Этот солдат не понимал, что постоянные войны вызываются не его идолом (и Наполеон постоянно старался вбить это ему в голову своими воззваниями), но теми, idée fixe которых стало свержение "корсиканского узурпатора" с трон – англичанами, которые платили за это золотом, и законным Александром. Причины ему были до лампочки, важными для него были эффекты. А вот эффекты не всегда были радостными. Солнце, осветившее поле битвы под Аустерлицем, и которое император назвал "солнцем победы", не могло изменить факта, что точнехонько в то же самое время тратящая массу средств на празднование побед Франция очутилась на краю экономического банкротства. А кто его чувствовал более всего болезненно? Семьи крестьян, рабочих и ремесленников, то есть семьи храбрых, но постоянно отсутствующих дома французских парней.
Не без значения были и другие обстоятельства, из разряда, скорее, интимных, поскольку соломенные многие годы жены и невесты призывников испытывали страшный год не одного только хлеба, и от этого недостатка им в головы приходили всякие глупые мысли. И солдату постепенно все это перестало нравиться. "Бога войны" он все так же обожал, но вот войну обожать перестал.
Первым это заметил один из честнейших офицеров Великой Армии, генерал Мутон, в канун… Аустерлица. Когда собравшиеся вокруг Наполеона штабные начали кадить перед ним ладаном, подчеркивая энтузиазм армии, радостные восклицания и т.д. (один из наиболее усердных даже заверял, что "армия с радостью пойдет маршем даже в Китай"). Мутон на все это сухо заявил так:
- Вы обманываетесь, господа, и, что самое плохое, обманываете еще и императора. Все те "ура", на которые вы ссылаетесь, доказывают нечто совершенно противоположное. Армия устала и желает мира, а здравицы в честь Его Императорского Величества провозглашает только лишь потому, что только он один способен этот мир обеспечить…
И далее, не обращая внимания на "незаметные" знаки заткнуться:
- Я прекрасно понимаю, сколь болезненным для вас являются эти мои слова, но правда именно такова. Армия находится у края своих сил. Если она получит приказ продолжать сражаться, она подчинится, но уже вопреки сердцу – по принуждению.

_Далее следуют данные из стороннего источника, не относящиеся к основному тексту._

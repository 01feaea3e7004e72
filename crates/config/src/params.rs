// SPDX-License-Identifier: BUSL-1.1
// Copyright (c) 2026 Alfred Jean LLC

//! Conversion of free-form task params to CLI arguments.

use indexmap::IndexMap;
use serde_yaml::Value;

/// Convert a params map to CLI argument strings.
///
/// Keys become `--kebab-case` flags. Booleans are bare flags (emitted only
/// when true), sequences repeat the flag per element, and everything else
/// is a single `--flag value` pair with the value shell-quoted.
pub fn params_as_cli_args(params: &IndexMap<String, Value>) -> Vec<String> {
    let mut args = Vec::new();
    for (key, value) in params {
        let flag = format!("--{}", key.replace('_', "-"));
        match value {
            Value::Bool(true) => args.push(flag),
            Value::Bool(false) => {}
            Value::Sequence(items) => {
                for item in items {
                    args.push(format!("{flag} {}", quote_value(item)));
                }
            }
            other => args.push(format!("{flag} {}", quote_value(other))),
        }
    }
    args
}

fn quote_value(value: &Value) -> String {
    match value {
        Value::Number(n) => n.to_string(),
        Value::Bool(b) => b.to_string(),
        Value::String(s) => shell_quote(s),
        Value::Null => String::new(),
        other => shell_quote(&serde_yaml::to_string(other).unwrap_or_default().trim().to_string()),
    }
}

/// Single-quote a string for `bash -c`, escaping embedded single quotes.
pub(crate) fn shell_quote(s: &str) -> String {
    format!("'{}'", s.replace('\'', r"'\''"))
}

#[cfg(test)]
#[path = "params_tests.rs"]
mod tests;
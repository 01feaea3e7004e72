// SPDX-License-Identifier: BUSL-1.1
// Copyright (c) 2026 Alfred Jean LLC

//! Count task: writes the input's byte count.

use std::ffi::OsString;
use std::path::Path;

use async_trait::async_trait;
use clap::Parser;

use crate::cli::{CliError, TaskArgs};
use crate::context::SetupContext;
use crate::task::{FileTask, TaskError};

pub(crate) const DESCRIPTION: &str = "Write each input file's byte count.";

#[derive(Debug, Parser)]
#[command(name = "count", about = DESCRIPTION)]
struct CountCli {
    #[command(flatten)]
    task: TaskArgs,
}

/// Writes the input size in bytes as decimal text.
#[derive(Debug, Clone, Default)]
pub struct Count;

#[async_trait]
impl FileTask for Count {
    async fn run(
        &self,
        _context: &SetupContext,
        input: &Path,
        output: &Path,
    ) -> Result<(), TaskError> {
        let bytes = std::fs::metadata(input)?.len();
        std::fs::write(output, bytes.to_string())?;
        Ok(())
    }
}

pub(crate) fn run_cli(argv: Vec<OsString>) -> Result<i32, CliError> {
    let cli = CountCli::try_parse_from(argv)?;
    crate::cli::execute_blocking(Count, cli.task)
}
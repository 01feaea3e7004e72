// SPDX-License-Identifier: BUSL-1.1
// Copyright (c) 2026 Alfred Jean LLC

//! The task CLI contract.
//!
//! Every task binary (user modules and built-ins alike) accepts the
//! flags the supervisor renders into launch scripts. The variant is
//! picked from the flags themselves: `--worker-id` runs the cluster
//! worker loop, `--run-directly` runs the cluster client, a
//! `--concurrency-limit` selects the cooperative runner, and the bare
//! flag set runs sequentially. Signals (interrupt, terminate, hangup)
//! cancel cooperatively and map to exit code `128 + signum`.

use std::ffi::OsString;
use std::path::PathBuf;
use std::sync::atomic::{AtomicI32, Ordering};
use std::sync::Arc;

use clap::Parser;
use thiserror::Error;
use tokio_util::sync::CancellationToken;

use crate::runner::cluster::{ClusterConfig, ClusterRunner, WorkerResources};
use crate::runner::cooperative::CooperativeRunner;
use crate::runner::sequential::SequentialRunner;
use crate::runner::worker::{run_worker, WorkerConfig};
use crate::runner::{RunnerConfig, RunnerError};
use crate::task::FileTask;
use tf_core::Settings;
use tf_slurm::SlurmClient;

#[derive(Debug, Error)]
pub enum CliError {
    #[error(transparent)]
    Parse(#[from] clap::Error),

    #[error(transparent)]
    Settings(#[from] tf_core::SettingsError),

    #[error(transparent)]
    Runner(#[from] RunnerError),

    #[error("missing required flag --{0} for cluster mode")]
    MissingFlag(&'static str),
}

/// Flags shared by every task binary.
#[derive(Debug, Clone, clap::Args)]
pub struct TaskArgs {
    /// Task name, used for job names and logging
    #[arg(long)]
    pub task_name: String,

    /// Input directory to read data
    #[arg(long)]
    pub input_dir: PathBuf,

    /// Input file extension
    #[arg(long)]
    pub input_ext: String,

    /// Output directory to store results
    #[arg(long)]
    pub output_dir: PathBuf,

    /// Output file extension
    #[arg(long)]
    pub output_ext: String,

    /// Maximum concurrent in-flight files (selects the cooperative runner)
    #[arg(long)]
    pub concurrency_limit: Option<usize>,

    /// Cluster account
    #[arg(long)]
    pub account: Option<String>,

    /// Max number of workers for autoscaling
    #[arg(long)]
    pub max_workers: Option<usize>,

    /// Number of CPUs per worker
    #[arg(long)]
    pub cpus: Option<u32>,

    /// Memory per worker
    #[arg(long)]
    pub memory: Option<String>,

    /// Wall time per worker
    #[arg(long)]
    pub time: Option<String>,

    /// Number of GPUs per worker
    #[arg(long)]
    pub gpus: Option<u32>,

    /// Extra raw submission option (repeatable)
    #[arg(long = "sbatch-option")]
    pub sbatch_options: Vec<String>,

    /// Worker prologue command (repeatable)
    #[arg(long = "setup-command")]
    pub setup_commands: Vec<String>,

    /// Run the cluster client loop in this process
    #[arg(long)]
    pub run_directly: bool,

    /// Run as a cluster worker with this identifier
    #[arg(long)]
    pub worker_id: Option<String>,

    /// Spool directory holding this worker's claims
    #[arg(long)]
    pub spool_dir: Option<PathBuf>,
}

/// Wrapper for task binaries whose only flags are the shared contract.
#[derive(Debug, Parser)]
struct BareTaskCli {
    #[command(flatten)]
    task: TaskArgs,
}

/// Parse the shared contract from argv and run the task to completion.
pub fn run_blocking<T: FileTask>(task: T, argv: Vec<OsString>) -> Result<i32, CliError> {
    let cli = BareTaskCli::try_parse_from(argv)?;
    execute_blocking(task, cli.task)
}

/// Run on a fresh current-thread runtime (all variants are
/// single-threaded cooperative).
pub fn execute_blocking<T: FileTask>(task: T, args: TaskArgs) -> Result<i32, CliError> {
    let runtime = tokio::runtime::Builder::new_current_thread()
        .enable_all()
        .build()
        .map_err(|source| RunnerError::Io { what: "runtime setup", source })?;
    runtime.block_on(execute(task, args))
}

/// Dispatch on the flag-selected variant; returns the process exit code.
pub async fn execute<T: FileTask>(task: T, args: TaskArgs) -> Result<i32, CliError> {
    let settings = Settings::load()?;
    let runner_config = RunnerConfig {
        task_name: args.task_name.clone(),
        input_dir: args.input_dir.clone(),
        input_ext: args.input_ext.clone(),
        output_dir: args.output_dir.clone(),
        output_ext: args.output_ext.clone(),
        poll_interval: settings.task_poll_interval,
    };

    let received = Arc::new(AtomicI32::new(0));

    if let Some(worker_id) = args.worker_id.clone() {
        let spool_dir = args.spool_dir.clone().ok_or(CliError::MissingFlag("spool-dir"))?;
        let token = CancellationToken::new();
        spawn_signal_watcher(token.clone(), Arc::clone(&received));
        run_worker(task, WorkerConfig { runner: runner_config, worker_id, spool_dir }, token)
            .await?;
    } else if args.run_directly {
        let config = ClusterConfig {
            runner: runner_config,
            account: args.account.clone().ok_or(CliError::MissingFlag("account"))?,
            max_workers: args.max_workers.ok_or(CliError::MissingFlag("max-workers"))?,
            resources: WorkerResources {
                cpus: args.cpus.ok_or(CliError::MissingFlag("cpus"))?,
                gpus: args.gpus,
                memory: args.memory.clone().ok_or(CliError::MissingFlag("memory"))?,
                time: args.time.clone().ok_or(CliError::MissingFlag("time"))?,
                sbatch_options: args.sbatch_options.clone(),
            },
            setup_commands: args.setup_commands.clone(),
            worker_command: worker_command_from(std::env::args().collect()),
            scale_interval: settings.slurm_scale_interval,
            scale_wait_count: settings.slurm_scale_wait_count,
            worker_startup_timeout: settings.slurm_worker_startup_timeout,
        };
        let runner = ClusterRunner::new(Arc::new(SlurmClient::default()), config);
        let token = runner.shutdown_token();
        spawn_signal_watcher(token, Arc::clone(&received));
        runner.run().await?;
    } else if let Some(limit) = args.concurrency_limit {
        let runner = CooperativeRunner::new(task, runner_config, limit);
        let token = runner.shutdown_token();
        spawn_signal_watcher(token, Arc::clone(&received));
        runner.run().await?;
    } else {
        let runner = SequentialRunner::new(task, runner_config);
        let token = runner.shutdown_token();
        spawn_signal_watcher(token, Arc::clone(&received));
        runner.run().await?;
    }

    let signum = received.load(Ordering::SeqCst);
    Ok(if signum != 0 { 128 + signum } else { 0 })
}

fn spawn_signal_watcher(token: CancellationToken, received: Arc<AtomicI32>) {
    use tokio::signal::unix::{signal, SignalKind};

    tokio::spawn(async move {
        let (Ok(mut interrupt), Ok(mut terminate), Ok(mut hangup)) = (
            signal(SignalKind::interrupt()),
            signal(SignalKind::terminate()),
            signal(SignalKind::hangup()),
        ) else {
            tracing::warn!("failed to install signal handlers");
            return;
        };

        let signum = tokio::select! {
            _ = interrupt.recv() => SignalKind::interrupt().as_raw_value(),
            _ = terminate.recv() => SignalKind::terminate().as_raw_value(),
            _ = hangup.recv() => SignalKind::hangup().as_raw_value(),
        };
        tracing::warn!(signum, "Received signal, initiating shutdown");
        received.store(signum, Ordering::SeqCst);
        token.cancel();
    });
}

/// Rebuild the command line a worker job should run: the current argv
/// minus the client-only submission flags (the runtime appends the
/// worker-mode flags itself).
pub(crate) fn worker_command_from(argv: Vec<String>) -> String {
    const VALUE_FLAGS: &[&str] = &[
        "--account",
        "--max-workers",
        "--cpus",
        "--memory",
        "--time",
        "--gpus",
        "--sbatch-option",
        "--setup-command",
    ];

    let mut kept: Vec<String> = Vec::new();
    let mut it = argv.into_iter();
    while let Some(arg) = it.next() {
        if arg == "--run-directly" {
            continue;
        }
        if VALUE_FLAGS.contains(&arg.as_str()) {
            let _ = it.next();
            continue;
        }
        if VALUE_FLAGS.iter().any(|flag| arg.starts_with(&format!("{flag}="))) {
            continue;
        }
        kept.push(arg);
    }
    kept.join(" ")
}

#[cfg(test)]
#[path = "cli_tests.rs"]
mod tests;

Армия проявляет столько энтузиазма в канун битвы, поскольку надеется, что завтра все это закончится, и они все смогут вернуться домой.
Эти слова, лучше всего свидетельствующие о гражданской отваге их автора (французский историк Мансерон назвал его "Кассандрой, которую Наполеон посадил в своем штабе") стоили Мутону маршальского жезла – он не получил его от Бонапарте, хотя заслуживал многократно больше, чем большинство из тех, что его получили.
Мутон несколько пересолил в своей бравурном выступлении, но оказался хорошим (с точки же зрения Бонапарте, скорее, "плохим") пророком. Именно в ходе очередной войны с Россией, в 1807 году, после нескольких битв – вместо "Да здравствует император!" – окрики: "Да здравствует мир!". В этом плане император обладал абсолютным слухом, и он понял, о чем это свидетельствует. Отчасти, виноваты были атмосферные условия, та "пятая стихия", как называли польскую грязь (кампания имела место во время весьма гадких зимы и весны), но только лишь частично.
Так что в этот раз Наполеон в меньшей степени поставил на солдатские массы, в большей степени – на маршалов. Он должен был поступить так и по иной причины: из невозможности разделиться на трех "богов войны". Операции в этой войне шли на громадном фронте, и потому отдельные корпуса большую часть времени воевали самостоятельно, или кооперируясь друг с другом, они были лишены непосредственного надзора со стороны Наполеона. Такое происходило и перед Аустерлицем, но недолго и в очень малом масштабе. На сей раз маршалам предстояло сдать более серьезный экзамен, и, что самое интересное, они сдали его на "отлично". На это недолгое время они позабыли про вражду, поддерживали один другого и действовали совместно, словно братья. Сами они еще не устали, семьи их не бедствовали, а любовниц в любом количестве находили на месте любого постоя. И им все время было мало титулов и лавров. Потому-то в этом раунде они сделались фигурами.
В царской армии ситуация выглядела идентично, но вот ее причины выглядели по-другому. Российские солдаты не поменяли своего военного мировоззрения, так как у них его вообще не было. Они всегда были автоматами, которые заводились страхом; все время они удерживались в рамках прусской дисциплины по образцу Фридриха II, о рисках которой тот же самый Фридрих II как-то сказал одному из своих генералов:
- Для меня величайшей загадкой остается то, почему я и вы остаемся в безопасности в нашем лагере.
Но они тоже были ужасно измучены, потому зимой 1806/1807 года французы на своем пути находили покрытые чудовищными рубцами трупы российских дезертиров, которых царские генералы сотнями прогоняли сквозь строй со шпицрутенами.